About this task
Print each entry below precisely as it reads.

Stored dataset items:
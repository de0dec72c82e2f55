//! Identity & key policy.
//!
//! Pure functions that turn the semantic identity of a record (vendor id,
//! parent id, role name, ...) into the string key used by the job state.
//! Re-running the pipeline against unchanged upstream data must yield the
//! same keys, so every function here is deterministic and fails loudly on
//! input it cannot key unambiguously.
//!
//! Key shapes:
//!
//! ```text
//! entity (vendor id)       <vendor>:<id>
//! entity (child of parent) <kind>:<parentId>-<childId>
//! direct relationship      <fromKey>|<verb>|<toKey>
//! mapped relationship      <sourceKey>|<verb>|<targetKey>
//! ```

pub mod keys;
pub mod parse;

pub use keys::{child_key, direct_relationship_key, mapped_relationship_key, mapped_target_key, relationship_type,
               vendor_key, KEY_SEPARATOR, NAMESPACE_SEPARATOR};
pub use parse::normalize_slug;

Response area
repository de0dec72c82e2f55
//! Identity & key policy.
//!
//! Pure functions that turn the semantic identity of a record (vendor id,
//! parent id, role name, ...) into the string key used by the job state.
//! Re-running the pipeline against unchanged upstream data must yield the
//! same keys, so every function here is deterministic and fails loudly on
//! input it cannot key unambiguously.
//!
//! Key shapes:
//!
//! ```text
//! entity (vendor id)       <vendor>:<id>
//! entity (child of parent) <kind>:<parentId>-<childId>
//! direct relationship      <fromKey>|<verb>|<toKey>
//! mapped relationship      <sourceKey>|<verb>|<targetKey>
//! ```

pub mod keys;
pub mod parse;

pub use keys::{child_key, direct_relationship_key, mapped_relationship_key, mapped_target_key, relationship_type,
               vendor_key, KEY_SEPARATOR, NAMESPACE_SEPARATOR};
pub use parse::normalize_slug;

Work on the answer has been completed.